Stored data
━━━━━━━━━━━━━━━━━━━━

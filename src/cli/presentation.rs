//! CLI presentation: text and json formatters per command.

mod generate;
mod relations;
mod state;

pub use generate::{format_generate_summary, GenerateSummary};
pub use relations::{format_relations_json, format_relations_text};
pub use state::{format_state_json, format_state_text};

use crate::error::{ApiError, StorageError};
use owo_colors::OwoColorize;

fn heading(title: &str) -> String {
    format!("{}", title.bold().underline())
}

fn to_json<T: serde::Serialize>(value: &T) -> Result<String, ApiError> {
    serde_json::to_string_pretty(value)
        .map_err(|e| ApiError::StorageError(StorageError::Serialization(e.to_string())))
}
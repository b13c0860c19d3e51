//! Integration tests for schema import and resource generation

mod relation_inference;
mod state_persistence;
mod test_utils;
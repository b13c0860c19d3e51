//! Resource generation: model inputs, generator contract, decision capture.
//! The orchestrator drives these; emission itself stays behind [`ResourceGenerator`].

pub mod bind;
pub mod emit;
pub mod generator;
pub mod input;
pub mod tracker;

pub use bind::{BindData, GenerateInput, ModelBind, RoleBind, RpcBind, StorageBind};
pub use emit::FileGenerator;
pub use generator::{DecisionFn, ResourceGenerator};
pub use input::{assemble_model_inputs, build_model_inputs, ModelInput};
pub use tracker::{ImportDecisionTracker, ImportItem};
//! Import state listing.

use crate::error::ApiError;
use crate::state::ImportState;
use comfy_table::Table;
use serde_json::json;

pub fn format_state_text(state: &ImportState) -> String {
    if state.is_empty() {
        return "No items imported yet.".to_string();
    }

    let mut table = Table::new();
    table.load_preset(comfy_table::presets::UTF8_FULL);
    table.set_header(vec!["Category", "Identity", "Output", "Generated At"]);
    for record in state.records() {
        table.add_row(vec![
            record.category.to_string(),
            record.identity.clone(),
            record.output_path.display().to_string(),
            record.generated_at.format("%Y-%m-%d %H:%M:%S").to_string(),
        ]);
    }
    format!(
        "{}\n{}\n{} items",
        super::heading("Import state"),
        table,
        state.len()
    )
}

pub fn format_state_json(state: &ImportState) -> Result<String, ApiError> {
    let records: Vec<_> = state.records().collect();
    super::to_json(&json!({ "count": records.len(), "items": records }))
}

━━━━━━━━━━━━━━━━━━━━

Nothing but a number should be given: the count of lines in the records that contain the word "ApiError".

* [Response for this exercise]: 5